━━ Record set

use std::collections::BTreeMap;

use chrono::{DateTime, NaiveDate, Utc};

use crate::classify::GlucoseThresholds;
use crate::models::{
    BandCounts, ClassifiedLevel, DailyMean, ExtremeReading, GlucoseReading, Period,
    PeriodSummary, TimeInRange, TrendDirection,
};

/// Relative change between window means needed to call a trend.
pub const TREND_CHANGE_RATIO: f64 = 0.10;

/// Builds the statistics for `period`. Readings must already be limited to
/// the period and classified with `thresholds`; neither is re-checked here.
pub fn summarize(
    readings: &[GlucoseReading],
    period: Period,
    thresholds: &GlucoseThresholds,
) -> PeriodSummary {
    let mean = mean(readings);
    let std_dev = sample_std_dev(readings, mean);
    let band_counts = count_bands(readings);

    PeriodSummary {
        period,
        thresholds: *thresholds,
        count: readings.len(),
        mean,
        min: extreme(readings, |candidate, best| candidate < best),
        max: extreme(readings, |candidate, best| candidate > best),
        std_dev,
        cv: coefficient_of_variation(std_dev, mean),
        band_counts,
        time_in_range: time_in_range(&band_counts),
        trend: window_trend(readings, period),
        daily: daily_means(readings),
    }
}

pub fn mean(readings: &[GlucoseReading]) -> Option<f64> {
    if readings.is_empty() {
        return None;
    }
    let total: f64 = readings.iter().map(|reading| reading.value).sum();
    Some(total / readings.len() as f64)
}

/// Bessel-corrected standard deviation; needs at least two readings.
pub fn sample_std_dev(readings: &[GlucoseReading], mean: Option<f64>) -> Option<f64> {
    let mean = mean?;
    if readings.len() < 2 {
        return None;
    }
    let squared: f64 = readings
        .iter()
        .map(|reading| (reading.value - mean).powi(2))
        .sum();
    Some((squared / (readings.len() - 1) as f64).sqrt())
}

/// Standard deviation as a percentage of the mean.
pub fn coefficient_of_variation(std_dev: Option<f64>, mean: Option<f64>) -> Option<f64> {
    let mean = mean?;
    if mean == 0.0 {
        return None;
    }
    Some(std_dev? / mean * 100.0)
}

fn extreme<F>(readings: &[GlucoseReading], better: F) -> Option<ExtremeReading>
where
    F: Fn(f64, f64) -> bool,
{
    let mut iter = readings.iter();
    let first = iter.next()?;
    let best = iter.fold(first, |best, reading| {
        if better(reading.value, best.value) {
            reading
        } else {
            best
        }
    });
    Some(ExtremeReading {
        value: best.value,
        timestamp: best.timestamp,
    })
}

pub fn count_bands(readings: &[GlucoseReading]) -> BandCounts {
    let mut counts = BandCounts::default();
    for reading in readings {
        match reading.level {
            ClassifiedLevel::Low => counts.low += 1,
            ClassifiedLevel::Normal => counts.normal += 1,
            ClassifiedLevel::High => counts.high += 1,
            ClassifiedLevel::VeryHigh => counts.very_high += 1,
        }
    }
    counts
}

pub fn time_in_range(counts: &BandCounts) -> TimeInRange {
    let total = counts.total();
    if total == 0 {
        return TimeInRange::default();
    }
    let pct = |count: usize| Some(count as f64 / total as f64 * 100.0);
    TimeInRange {
        below: pct(counts.low),
        in_range: pct(counts.normal),
        above: pct(counts.high + counts.very_high),
    }
}

/// Applies the fixed ±10% rule to two window means.
pub fn classify_trend(previous_mean: f64, current_mean: f64) -> TrendDirection {
    if current_mean > previous_mean * (1.0 + TREND_CHANGE_RATIO) {
        TrendDirection::Increasing
    } else if current_mean < previous_mean * (1.0 - TREND_CHANGE_RATIO) {
        TrendDirection::Decreasing
    } else {
        TrendDirection::Stable
    }
}

/// Compares two windows of readings. `None` when either window is empty.
pub fn trend(previous: &[GlucoseReading], current: &[GlucoseReading]) -> Option<TrendDirection> {
    Some(classify_trend(mean(previous)?, mean(current)?))
}

/// Readings before `at`, then readings at or after it.
pub fn split_at(
    readings: &[GlucoseReading],
    at: DateTime<Utc>,
) -> (Vec<GlucoseReading>, Vec<GlucoseReading>) {
    readings
        .iter()
        .cloned()
        .partition(|reading| reading.timestamp < at)
}

/// Compares the later half of `window` with the earlier one.
pub fn window_trend(readings: &[GlucoseReading], window: Period) -> Option<TrendDirection> {
    let (previous, current) = split_at(readings, window.midpoint());
    trend(&previous, &current)
}

/// Per-day means in calendar order. Days without readings are left out.
pub fn daily_means(readings: &[GlucoseReading]) -> Vec<DailyMean> {
    let mut buckets: BTreeMap<NaiveDate, (f64, usize)> = BTreeMap::new();
    for reading in readings {
        let entry = buckets
            .entry(reading.timestamp.date_naive())
            .or_insert((0.0, 0));
        entry.0 += reading.value;
        entry.1 += 1;
    }

    buckets
        .into_iter()
        .map(|(day, (total, count))| DailyMean {
            day,
            mean: total / count as f64,
            count,
        })
        .collect()
}

#[cfg(test)]
mod tests {
    use super::*;
    use crate::models::ReadingRecord;
    use chrono::{DateTime, Duration, TimeZone, Utc};
    use uuid::Uuid;

    fn base_time() -> DateTime<Utc> {
        Utc.with_ymd_and_hms(2026, 3, 1, 8, 0, 0).unwrap()
    }

    fn reading_at(value: f64, timestamp: DateTime<Utc>) -> GlucoseReading {
        GlucoseReading::classify(
            ReadingRecord {
                id: Uuid::new_v4(),
                value,
                timestamp,
                meal_context: None,
                notes: None,
            },
            &GlucoseThresholds::default(),
        )
    }

    fn hourly(values: &[f64]) -> Vec<GlucoseReading> {
        values
            .iter()
            .enumerate()
            .map(|(i, value)| reading_at(*value, base_time() + Duration::hours(i as i64)))
            .collect()
    }

    fn week() -> Period {
        Period::new(base_time() - Duration::days(7), base_time() + Duration::days(1))
    }

    fn approx(actual: Option<f64>, expected: f64) {
        let actual = actual.expect("value should be available");
        assert!(
            (actual - expected).abs() < 1e-9,
            "expected {expected}, got {actual}"
        );
    }

    #[test]
    fn empty_input_reports_everything_unavailable() {
        let summary = summarize(&[], week(), &GlucoseThresholds::default());
        assert_eq!(summary.count, 0);
        assert_eq!(summary.mean, None);
        assert_eq!(summary.min, None);
        assert_eq!(summary.max, None);
        assert_eq!(summary.std_dev, None);
        assert_eq!(summary.cv, None);
        assert_eq!(summary.band_counts, BandCounts::default());
        assert_eq!(summary.time_in_range, TimeInRange::default());
        assert_eq!(summary.trend, None);
        assert!(summary.daily.is_empty());
    }

    #[test]
    fn three_normal_readings() {
        let readings = hourly(&[70.0, 90.0, 110.0]);
        let summary = summarize(&readings, week(), &GlucoseThresholds::default());

        approx(summary.mean, 90.0);
        approx(summary.std_dev, 20.0);
        approx(summary.cv, 20.0 / 90.0 * 100.0);
        assert_eq!(summary.band_counts.normal, 3);
        approx(summary.time_in_range.in_range, 100.0);
        approx(summary.time_in_range.below, 0.0);
        approx(summary.time_in_range.above, 0.0);
        assert_eq!(summary.min.unwrap().value, 70.0);
        assert_eq!(summary.max.unwrap().value, 110.0);
    }

    #[test]
    fn single_reading_has_no_variability() {
        let readings = hourly(&[120.0]);
        let summary = summarize(&readings, week(), &GlucoseThresholds::default());
        approx(summary.mean, 120.0);
        assert_eq!(summary.std_dev, None);
        assert_eq!(summary.cv, None);
    }

    #[test]
    fn zero_mean_leaves_cv_unavailable() {
        let readings = hourly(&[-10.0, 10.0]);
        let summary = summarize(&readings, week(), &GlucoseThresholds::default());
        approx(summary.mean, 0.0);
        assert!(summary.std_dev.is_some());
        assert_eq!(summary.cv, None);
        assert_eq!(coefficient_of_variation(Some(5.0), None), None);
    }

    #[test]
    fn extremes_keep_input_order_on_ties() {
        let later = base_time() + Duration::hours(5);
        let earlier = base_time();
        // Input order deliberately differs from chronological order.
        let readings = vec![
            reading_at(200.0, later),
            reading_at(100.0, later + Duration::hours(1)),
            reading_at(200.0, earlier),
            reading_at(100.0, earlier + Duration::hours(1)),
        ];
        let summary = summarize(&readings, week(), &GlucoseThresholds::default());
        assert_eq!(summary.max.unwrap().timestamp, later);
        assert_eq!(summary.min.unwrap().timestamp, later + Duration::hours(1));
    }

    #[test]
    fn time_in_range_groups_high_and_very_high() {
        let readings = hourly(&[60.0, 100.0, 150.0, 250.0]);
        let summary = summarize(&readings, week(), &GlucoseThresholds::default());
        assert_eq!(summary.band_counts.low, 1);
        assert_eq!(summary.band_counts.normal, 1);
        assert_eq!(summary.band_counts.high, 1);
        assert_eq!(summary.band_counts.very_high, 1);
        approx(summary.time_in_range.below, 25.0);
        approx(summary.time_in_range.in_range, 25.0);
        approx(summary.time_in_range.above, 50.0);
    }

    #[test]
    fn band_counts_trust_stored_levels() {
        let mut readings = hourly(&[100.0, 100.0]);
        readings[1].level = ClassifiedLevel::VeryHigh;
        let counts = count_bands(&readings);
        assert_eq!(counts.normal, 1);
        assert_eq!(counts.very_high, 1);
    }

    #[test]
    fn summarize_is_repeatable() {
        let readings = hourly(&[95.0, 130.0, 185.0, 66.0]);
        let thresholds = GlucoseThresholds::default();
        let first = summarize(&readings, week(), &thresholds);
        let second = summarize(&readings, week(), &thresholds);
        assert_eq!(first, second);
    }

    #[test]
    fn trend_threshold_is_strict() {
        assert_eq!(classify_trend(100.0, 115.0), TrendDirection::Increasing);
        assert_eq!(classify_trend(100.0, 95.0), TrendDirection::Stable);
        assert_eq!(classify_trend(100.0, 110.0), TrendDirection::Stable);
        assert_eq!(classify_trend(100.0, 110.01), TrendDirection::Increasing);
        assert_eq!(classify_trend(100.0, 90.0), TrendDirection::Stable);
        assert_eq!(classify_trend(100.0, 89.99), TrendDirection::Decreasing);
    }

    #[test]
    fn trend_needs_both_windows() {
        let current = hourly(&[120.0]);
        assert_eq!(trend(&[], &current), None);
        assert_eq!(trend(&current, &[]), None);
    }

    #[test]
    fn split_puts_boundary_reading_in_later_window_only() {
        let period = Period::last_days(base_time(), 7);
        let readings = vec![
            reading_at(90.0, period.start - Duration::hours(3)),
            reading_at(140.0, period.start),
            reading_at(120.0, period.start + Duration::hours(3)),
        ];
        let (previous, current) = split_at(&readings, period.start);

        assert_eq!(previous.len(), 1);
        assert_eq!(previous[0].value, 90.0);
        assert_eq!(current.len(), 2);
        assert_eq!(current[0].timestamp, period.start);
        assert!(!previous.iter().any(|reading| reading.timestamp == period.start));
    }

    #[test]
    fn summarize_reports_trend_across_period_halves() {
        let period = Period::new(base_time(), base_time() + Duration::days(4));
        let rising = vec![
            reading_at(100.0, base_time() + Duration::hours(6)),
            reading_at(104.0, base_time() + Duration::days(1)),
            reading_at(125.0, base_time() + Duration::days(3)),
            reading_at(131.0, base_time() + Duration::days(3) + Duration::hours(6)),
        ];
        let summary = summarize(&rising, period, &GlucoseThresholds::default());
        assert_eq!(summary.trend, Some(TrendDirection::Increasing));

        let steady = vec![
            reading_at(100.0, base_time() + Duration::hours(6)),
            reading_at(105.0, base_time() + Duration::days(3)),
        ];
        let summary = summarize(&steady, period, &GlucoseThresholds::default());
        assert_eq!(summary.trend, Some(TrendDirection::Stable));

        let late_only = vec![reading_at(150.0, base_time() + Duration::days(3))];
        let summary = summarize(&late_only, period, &GlucoseThresholds::default());
        assert_eq!(summary.trend, None);
    }

    #[test]
    fn window_trend_splits_at_midpoint() {
        let window = Period::new(base_time(), base_time() + Duration::days(2));
        let midpoint = window.midpoint();
        let readings = vec![
            reading_at(100.0, base_time() + Duration::hours(2)),
            reading_at(100.0, base_time() + Duration::hours(20)),
            reading_at(130.0, midpoint),
            reading_at(120.0, midpoint + Duration::hours(6)),
        ];
        assert_eq!(window_trend(&readings, window), Some(TrendDirection::Increasing));

        let early_only = &readings[..2];
        assert_eq!(window_trend(early_only, window), None);
    }

    #[test]
    fn daily_means_skip_empty_days() {
        let day_one = base_time();
        let day_three = base_time() + Duration::days(2);
        let readings = vec![
            reading_at(150.0, day_three),
            reading_at(100.0, day_one),
            reading_at(120.0, day_one + Duration::hours(3)),
        ];
        let daily = daily_means(&readings);
        assert_eq!(daily.len(), 2);
        assert_eq!(daily[0].day, day_one.date_naive());
        assert_eq!(daily[0].count, 2);
        assert!((daily[0].mean - 110.0).abs() < 1e-9);
        assert_eq!(daily[1].day, day_three.date_naive());
        assert!((daily[1].mean - 150.0).abs() < 1e-9);
    }

    #[test]
    fn nan_input_propagates_into_mean() {
        let readings = hourly(&[f64::NAN, 100.0]);
        let summary = summarize(&readings, week(), &GlucoseThresholds::default());
        assert!(summary.mean.unwrap().is_nan());
    }
}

━━━━

Task directions:
Scan the records above for the lines holding "pub fn daily_means(readings: &[GlucoseReading])" and "use super::*;". Transcribe those two and every line between them word for word, and no others.

Solution:
pub fn daily_means(readings: &[GlucoseReading]) -> Vec<DailyMean> {
    let mut buckets: BTreeMap<NaiveDate, (f64, usize)> = BTreeMap::new();
    for reading in readings {
        let entry = buckets
            .entry(reading.timestamp.date_naive())
            .or_insert((0.0, 0));
        entry.0 += reading.value;
        entry.1 += 1;
    }

    buckets
        .into_iter()
        .map(|(day, (total, count))| DailyMean {
            day,
            mean: total / count as f64,
            count,
        })
        .collect()
}

#[cfg(test)]
mod tests {
    use super::*;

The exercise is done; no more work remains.